Il y a 2 ans, Sun Jun et Michael Deem, des physiciens de l'Université Rice à Houston, ont fait l'hypothèse que cette modularité permet à un système d'évoluer plus facilement et réduit les risques d'effondrement catastrophique face à une agression extérieure.

Ils ont surtout montré que la modularité émerge spontanément de processus évolutionnistes relativement lents et qui échangent des informations.

Rien de nouveau pour l'écologie sinon de faire émerger cette modularité de ces 2 conditions : un temps long et des échanges d'information. Cette fois Deem a voulu appliquer ces principes au commerce mondial dont il a pu vérifier effectivement la modularité à toutes les échelles (entreprises, groupes de commerce, pays, etc.) mais aussi que la mondialisation et la suppression des barrières douanières tend à supprimer cette modularité.

Cependant, la mondialisation est un processus qui réduit la modularité, car elle encourage l'égalité des échanges entre les différentes entités dans différentes parties du monde. Seulement, dans les systèmes naturels, loin d'augmenter la robustesse du système face aux perturbations, une baisse de la modularité la diminue.

Ce qui est intéressant, c'est que cela semble effectivement confirmé par les données. Ils ont étudié la nature des différentes récessions mondiales depuis 1969 et ont constaté que l'augmentation de la mondialisation rend l'économie mondiale moins stable. Qui plus est, lorsqu'une récession se produit, la récupération est plus lente à mesure que la mondialisation progresse.

A rebours du mouvement précédent, on pourrait donc connaître avec cette crise un certain reflux de la globalisation avec un retour à une plus grande régionalisation au moins, sinon à l'éclatement de la zone Euro comme nous l'annonce Joseph Stiglitz. L'histoire ne va pas en ligne droite. Une autre caractéristique des systèmes vivants, en effet, c'est leur caractère cyclique traitant alternativement les excès et les manques (l'homéostasie n'est pas statique mais vivante, réactive). C'est d'ailleurs ce qui n'est pas pris assez en compte par les physiciens et fausse sans doute un peu les données (d'une phase B d'un cycle de Kondratieff), sans leur faire perdre toute pertinence. Il faut bien dire aussi que le reflux de la globalisation ne peut aller très loin avec la globalisation effective des communications sur laquelle on ne reviendra pas.

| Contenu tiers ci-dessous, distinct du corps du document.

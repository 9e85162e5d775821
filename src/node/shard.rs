//! Per-shard storage
//!
//! Each shard is a plain string map with an entry/byte counter so the
//! status endpoint can report sizes without walking the map.

use crate::common::types::ShardStats;
use std::collections::{BTreeMap, HashMap};

/// One shard's key-value data.
#[derive(Debug, Default, Clone)]
pub struct ShardData {
    entries: HashMap<String, String>,
    bytes: usize,
}

impl ShardData {
    pub fn new() -> Self {
        Self::default()
    }

    pub fn get(&self, key: &str) -> Option<&String> {
        self.entries.get(key)
    }

    pub fn set(&mut self, key: String, value: String) {
        if let Some(old) = self.entries.get(&key) {
            self.bytes -= key.len() + old.len();
        }
        self.bytes += key.len() + value.len();
        self.entries.insert(key, value);
    }

    pub fn len(&self) -> usize {
        self.entries.len()
    }

    pub fn is_empty(&self) -> bool {
        self.entries.is_empty()
    }

    pub fn stats(&self) -> ShardStats {
        ShardStats {
            entries: self.entries.len(),
            bytes: self.bytes,
        }
    }

    pub fn entries(&self) -> &HashMap<String, String> {
        &self.entries
    }
}

/// The set of shards a node holds, live or staged.
#[derive(Debug, Default)]
pub struct ShardContainer {
    shards: HashMap<u32, ShardData>,
}

impl ShardContainer {
    pub fn new() -> Self {
        Self::default()
    }

    pub fn with_shards(shard_ids: impl IntoIterator<Item = u32>) -> Self {
        Self {
            shards: shard_ids.into_iter().map(|id| (id, ShardData::new())).collect(),
        }
    }

    pub fn shard(&self, shard_id: u32) -> Option<&ShardData> {
        self.shards.get(&shard_id)
    }

    pub fn shard_mut(&mut self, shard_id: u32) -> Option<&mut ShardData> {
        self.shards.get_mut(&shard_id)
    }

    pub fn ensure_shard(&mut self, shard_id: u32) -> &mut ShardData {
        self.shards.entry(shard_id).or_default()
    }

    pub fn insert_shard(&mut self, shard_id: u32, data: ShardData) {
        self.shards.insert(shard_id, data);
    }

    pub fn remove_shard(&mut self, shard_id: u32) -> Option<ShardData> {
        self.shards.remove(&shard_id)
    }

    pub fn holds(&self, shard_id: u32) -> bool {
        self.shards.contains_key(&shard_id)
    }

    pub fn shard_ids(&self) -> Vec<u32> {
        let mut ids: Vec<u32> = self.shards.keys().copied().collect();
        ids.sort_unstable();
        ids
    }

    pub fn clear(&mut self) {
        self.shards.clear();
    }

    pub fn is_empty(&self) -> bool {
        self.shards.is_empty()
    }

    pub fn stats(&self) -> BTreeMap<u32, ShardStats> {
        self.shards.iter().map(|(id, s)| (*id, s.stats())).collect()
    }
}

#[cfg(test)]
mod tests {
    use super::*;

    #[test]
    fn test_set_tracks_bytes() {
        let mut shard = ShardData::new();
        shard.set("ab".into(), "cde".into());
        assert_eq!(shard.stats(), ShardStats { entries: 1, bytes: 5 });

        // Overwrite replaces the old value's bytes.
        shard.set("ab".into(), "x".into());
        assert_eq!(shard.stats(), ShardStats { entries: 1, bytes: 3 });
    }

    #[test]
    fn test_container_shard_ids_sorted() {
        let container = ShardContainer::with_shards([3, 0, 7]);
        assert_eq!(container.shard_ids(), vec![0, 3, 7]);
        assert!(container.holds(7));
        assert!(!container.holds(1));
    }
}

Les auteurs de l'étude prédisent un retour des hiérarchies et des accords bilatéraux préférentiels mais on peut penser que les effets pourraient être plus profonds en faveur d'une pluralité des systèmes (Un seul monde, plusieurs systèmes). Il faut souligner que Bernard Lietaer défend depuis quelque années cet argument du besoin d'une pluralité de monnaies, entre efficacité et capacité de résilience. Ce qui a toujours opposé l'écologie-politique aux anciennes idéologies plus ou moins totalitaires, c'est la valorisation de la diversité et du local qui prend au dépourvu les tendances étatistes et toutes les utopies simplificatrices.

En tout cas, les bienfaits de la modularité et de la relocalisation pourraient se faire sentir en premier lieu sur le plan monétaire effectivement : sortie de l'Euro pour pouvoir dévaluer sa dette ou monnaies locales pour maintenir l'activité locale malgré les désordres monétaires ? De quoi se méfier d'une monnaie mondiale qui ne serait pas du tout un gage de stabilité à long terme, contrairement aux apparences, car l'économie n'est pas stable et doit pouvoir s'ajuster aux cycles générationnels et situations locales. C'est l'erreur de tous les monétarismes d'isoler la monnaie des autres facteurs de production.

Il faudrait que cette crise qui est une crise de la globalisation, et pourrait donc s'étirer dans la durée, soit l'occasion d'une véritable réflexion sur l'altermondialisme, sur l'équilibre entre une mondialisation qui a ses avantages (y compris écologiquement) et la nécessaire pluralité des systèmes avec la préservation de leur autonomie relative, attirant l'attention sur une indispensable relocalisation enfin qui n'est pas assez prise au sérieux et dont les monnaies locales sont l'instrument privilégié (avec des coopératives municipales) à l'opposé d'un renfermement sur soi et d'une montée des nationalismes, qui risque d'être irrépressible, hélas.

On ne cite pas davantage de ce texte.